**WHAT YOU WILL DO**
The lines below starting at the line containing "use axum::extract::Request;" and ending at the line containing "use crate::application::Application;" are to be repeated exactly, with both ends kept and nothing else added.

**MATERIAL TO PROCESS**

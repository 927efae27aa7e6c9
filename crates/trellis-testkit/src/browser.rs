// crates/trellis-testkit/src/browser.rs
// ============================================================================
// Module: Test Browser
// Description: Blocking HTTP client that keeps cookies between requests.
// Purpose: Drive a running test server the way a browser session would.
// Dependencies: reqwest, serde, url
// ============================================================================

//! ## Overview
//! [`TestBrowser`] wraps a blocking `reqwest` client with a shared cookie jar,
//! so a session cookie issued by one response is sent with every later
//! request. Request timeouts default to 30 seconds and are raised by
//! `TRELLIS_TEST_TIMEOUT_SEC`. After [`TestBrowser::shutdown`] every request
//! fails with [`BrowserError::Closed`].

// ============================================================================
// SECTION: Imports
// ============================================================================

use std::collections::BTreeMap;
use std::sync::Arc;
use std::time::Duration;

use reqwest::blocking::Client;
use reqwest::blocking::RequestBuilder;
use reqwest::cookie::CookieStore;
use reqwest::cookie::Jar;
use reqwest::header::HeaderMap;
use serde::Serialize;
use serde::de::DeserializeOwned;
use thiserror::Error;
use url::Url;

use crate::timeouts::DEFAULT_TIMEOUT;
use crate::timeouts::TimeoutError;
use crate::timeouts::resolve_timeout;

// ============================================================================
// SECTION: Responses
// ============================================================================

/// Buffered HTTP response.
#[derive(Debug, Clone)]
pub struct BrowserResponse {
    /// HTTP status code.
    pub status: u16,
    /// Response headers.
    pub headers: HeaderMap,
    /// Response body as text.
    pub body: String,
}

impl BrowserResponse {
    /// Returns true for 2xx statuses.
    #[must_use]
    pub const fn is_success(&self) -> bool {
        self.status >= 200 && self.status < 300
    }

    /// Returns a header value when present and valid UTF-8.
    #[must_use]
    pub fn header(&self, name: &str) -> Option<&str> {
        self.headers.get(name).and_then(|value| value.to_str().ok())
    }
}

// ============================================================================
// SECTION: Browser
// ============================================================================

/// Cookie-persisting HTTP client for tests.
pub struct TestBrowser {
    /// Client; `None` once shut down.
    client: Option<Client>,
    /// Cookie jar shared with the client.
    jar: Arc<Jar>,
    /// Effective request timeout.
    timeout: Duration,
}

impl TestBrowser {
    /// Creates a browser with the default timeout.
    ///
    /// # Errors
    ///
    /// Returns [`BrowserError`] when the timeout override is invalid or the
    /// client cannot be built.
    pub fn new() -> Result<Self, BrowserError> {
        Self::with_timeout(DEFAULT_TIMEOUT)
    }

    /// Creates a browser with a specific request timeout.
    ///
    /// # Errors
    ///
    /// Returns [`BrowserError`] when the timeout override is invalid or the
    /// client cannot be built.
    pub fn with_timeout(timeout: Duration) -> Result<Self, BrowserError> {
        let timeout = resolve_timeout(timeout)?;
        let jar = Arc::new(Jar::default());
        let client = build_client(&jar, timeout)?;
        Ok(Self {
            client: Some(client),
            jar,
            timeout,
        })
    }

    /// Returns the effective request timeout.
    #[must_use]
    pub const fn timeout(&self) -> Duration {
        self.timeout
    }

    /// Returns true once the browser has been shut down.
    #[must_use]
    pub const fn is_closed(&self) -> bool {
        self.client.is_none()
    }

    /// Issues a GET and returns the body regardless of status.
    ///
    /// # Errors
    ///
    /// Returns [`BrowserError`] when the URL is invalid or the request fails.
    pub fn get_text(&self, url: &str) -> Result<String, BrowserError> {
        Ok(self.get(url)?.body)
    }

    /// Issues a GET with extra request headers and returns the body.
    ///
    /// # Errors
    ///
    /// Returns [`BrowserError`] when the URL is invalid or the request fails.
    pub fn get_text_with_headers(
        &self,
        url: &str,
        headers: &[(&str, &str)],
    ) -> Result<String, BrowserError> {
        let mut request = self.client()?.get(parse_url(url)?);
        for (name, value) in headers {
            request = request.header(*name, *value);
        }
        Ok(send(url, request)?.body)
    }

    /// Issues a GET and decodes the body as JSON.
    ///
    /// # Errors
    ///
    /// Returns [`BrowserError::Decode`] when the body is not the expected JSON.
    pub fn get_json<T: DeserializeOwned>(&self, url: &str) -> Result<T, BrowserError> {
        let response = self.get(url)?;
        serde_json::from_str(&response.body).map_err(|err| BrowserError::Decode {
            url: url.to_string(),
            message: err.to_string(),
        })
    }

    /// Issues a GET and returns the full response.
    ///
    /// # Errors
    ///
    /// Returns [`BrowserError`] when the URL is invalid or the request fails.
    pub fn get(&self, url: &str) -> Result<BrowserResponse, BrowserError> {
        let request = self.client()?.get(parse_url(url)?);
        send(url, request)
    }

    /// Posts URL-encoded form fields.
    ///
    /// # Errors
    ///
    /// Returns [`BrowserError`] when the URL is invalid or the request fails.
    pub fn post_form(
        &self,
        url: &str,
        fields: &[(&str, &str)],
    ) -> Result<BrowserResponse, BrowserError> {
        let request = self.client()?.post(parse_url(url)?).form(&fields);
        send(url, request)
    }

    /// Posts a JSON body.
    ///
    /// # Errors
    ///
    /// Returns [`BrowserError`] when the URL is invalid or the request fails.
    pub fn post_json<B: Serialize>(
        &self,
        url: &str,
        body: &B,
    ) -> Result<BrowserResponse, BrowserError> {
        let request = self.client()?.post(parse_url(url)?).json(body);
        send(url, request)
    }

    /// Returns the cookies the browser would send to `url`.
    ///
    /// # Errors
    ///
    /// Returns [`BrowserError::InvalidUrl`] when `url` cannot be parsed.
    pub fn cookies(&self, url: &str) -> Result<BTreeMap<String, String>, BrowserError> {
        let url = parse_url(url)?;
        let Some(header) = self.jar.cookies(&url) else {
            return Ok(BTreeMap::new());
        };
        let header = header.to_str().unwrap_or_default();
        Ok(header
            .split(';')
            .filter_map(|pair| pair.trim().split_once('='))
            .map(|(name, value)| (name.to_string(), value.to_string()))
            .collect())
    }

    /// Returns one cookie the browser would send to `url`.
    ///
    /// # Errors
    ///
    /// Returns [`BrowserError::InvalidUrl`] when `url` cannot be parsed.
    pub fn cookie(&self, url: &str, name: &str) -> Result<Option<String>, BrowserError> {
        Ok(self.cookies(url)?.remove(name))
    }

    /// Forgets every stored cookie.
    ///
    /// # Errors
    ///
    /// Returns [`BrowserError`] when the browser is closed or the client
    /// cannot be rebuilt.
    pub fn clear_cookies(&mut self) -> Result<(), BrowserError> {
        if self.client.is_none() {
            return Err(BrowserError::Closed);
        }
        let jar = Arc::new(Jar::default());
        self.client = Some(build_client(&jar, self.timeout)?);
        self.jar = jar;
        Ok(())
    }

    /// Releases the client. Later calls do nothing.
    ///
    /// # Errors
    ///
    /// Currently infallible.
    pub fn shutdown(&mut self) -> Result<(), BrowserError> {
        self.client = None;
        Ok(())
    }

    /// Returns the live client.
    fn client(&self) -> Result<&Client, BrowserError> {
        self.client.as_ref().ok_or(BrowserError::Closed)
    }
}

// ============================================================================
// SECTION: Helpers
// ============================================================================

/// Builds a client bound to `jar`.
fn build_client(jar: &Arc<Jar>, timeout: Duration) -> Result<Client, BrowserError> {
    Client::builder()
        .cookie_provider(Arc::clone(jar))
        .timeout(timeout)
        .build()
        .map_err(|err| BrowserError::Setup(err.to_string()))
}

/// Parses `url`, mapping failures to [`BrowserError::InvalidUrl`].
fn parse_url(url: &str) -> Result<Url, BrowserError> {
    Url::parse(url).map_err(|err| BrowserError::InvalidUrl {
        url: url.to_string(),
        message: err.to_string(),
    })
}

/// Sends `request` and buffers the response.
fn send(url: &str, request: RequestBuilder) -> Result<BrowserResponse, BrowserError> {
    let request_error = |err: reqwest::Error| BrowserError::Request {
        url: url.to_string(),
        message: err.to_string(),
    };
    let response = request.send().map_err(request_error)?;
    let status = response.status().as_u16();
    let headers = response.headers().clone();
    let body = response.text().map_err(request_error)?;
    Ok(BrowserResponse {
        status,
        headers,
        body,
    })
}

// ============================================================================
// SECTION: Errors
// ============================================================================

/// Browser errors.
#[derive(Debug, Error)]
pub enum BrowserError {
    /// The browser was shut down.
    #[error("browser is closed")]
    Closed,
    /// The URL could not be parsed.
    #[error("invalid url {url}: {message}")]
    InvalidUrl {
        /// Offending URL.
        url: String,
        /// Parser message.
        message: String,
    },
    /// The request could not be sent or its body read.
    #[error("request to {url} failed: {message}")]
    Request {
        /// Requested URL.
        url: String,
        /// Client message.
        message: String,
    },
    /// The response body was not the expected JSON.
    #[error("response from {url} is not the expected json: {message}")]
    Decode {
        /// Requested URL.
        url: String,
        /// Decoder message.
        message: String,
    },
    /// The HTTP client could not be built.
    #[error("http client setup failed: {0}")]
    Setup(String),
    /// The timeout override is invalid.
    #[error(transparent)]
    Timeout(#[from] TimeoutError),
}
// crates/trellis-core/src/standalone.rs
// ============================================================================
// Module: Standalone Server
// Description: Contract and axum implementation of an embedded application server.
// Purpose: Boot a configured application on a local port and stop it cleanly.
// Dependencies: axum, tokio, tower
// ============================================================================

//! ## Overview
//! A [`Standalone`] runs one [`Application`] on one port. [`AxumStandalone`]
//! loads [`Properties`] for its mode, applies property overrides, builds the
//! [`Injector`] (framework bindings, then application bindings, then the
//! override module), and serves the application router on a dedicated thread
//! that owns its own tokio runtime. Under a context path both `<ctx>` and
//! `<ctx>/` reach the application's `/` route. The listener is bound before `start`
//! returns, so URLs reported afterwards accept connections immediately.

// ============================================================================
// SECTION: Imports
// ============================================================================

use std::collections::BTreeMap;
use std::net::Ipv4Addr;
use std::net::SocketAddr;
use std::net::TcpListener as StdTcpListener;
use std::path::PathBuf;
use std::sync::Arc;
use std::thread;
use std::thread::JoinHandle;

use axum::Router;
use axum::ServiceExt;
use axum::extract::Request;
use axum::http::Uri;
use axum::http::uri::PathAndQuery;
use axum::middleware;
use thiserror::Error;
use tokio::runtime::Builder;
use tokio::sync::oneshot;
use tower::Layer;
use tower::util::MapRequestLayer;

use crate::application::Application;
use crate::application::ApplicationError;
use crate::config::ConfigError;
use crate::config::Properties;
use crate::config::ServerSettings;
use crate::events::EventSink;
use crate::events::LifecycleEvent;
use crate::events::sink_from_properties;
use crate::injector::Bindings;
use crate::injector::Injector;
use crate::injector::Module;
use crate::mode::Mode;
use crate::mode::ModeParseError;
use crate::session::SessionLayerState;
use crate::session::SessionStore;
use crate::session::session_layer;

// ============================================================================
// SECTION: Constants
// ============================================================================

/// Port used when neither the caller nor the properties name one.
pub const DEFAULT_PORT: u16 = 8080;
/// Interface bound when `server.host` is unset.
const DEFAULT_BIND_HOST: &str = "127.0.0.1";
/// Worker threads in each server runtime.
const WORKER_THREADS: usize = 2;

// ============================================================================
// SECTION: Contract
// ============================================================================

/// Inputs used to construct a standalone server.
#[derive(Clone)]
pub struct StandaloneConfig {
    /// Listen port; falls back to `server.port`, then [`DEFAULT_PORT`].
    pub port: Option<u16>,
    /// Runtime mode.
    pub mode: Mode,
    /// Application to serve.
    pub application: Arc<dyn Application>,
    /// Module applied after the application's own bindings.
    pub override_module: Option<Arc<dyn Module>>,
    /// Properties applied over every file-based value.
    pub override_properties: BTreeMap<String, String>,
    /// Configuration directory; defaults to `TRELLIS_CONF_DIR`, then `conf`.
    pub conf_dir: Option<PathBuf>,
}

**SOLUTION FOR THIS EXERCISE**
use axum::extract::Request;
use axum::http::Uri;
use axum::http::uri::PathAndQuery;
use axum::middleware;
use thiserror::Error;
use tokio::runtime::Builder;
use tokio::sync::oneshot;
use tower::Layer;
use tower::util::MapRequestLayer;

use crate::application::Application;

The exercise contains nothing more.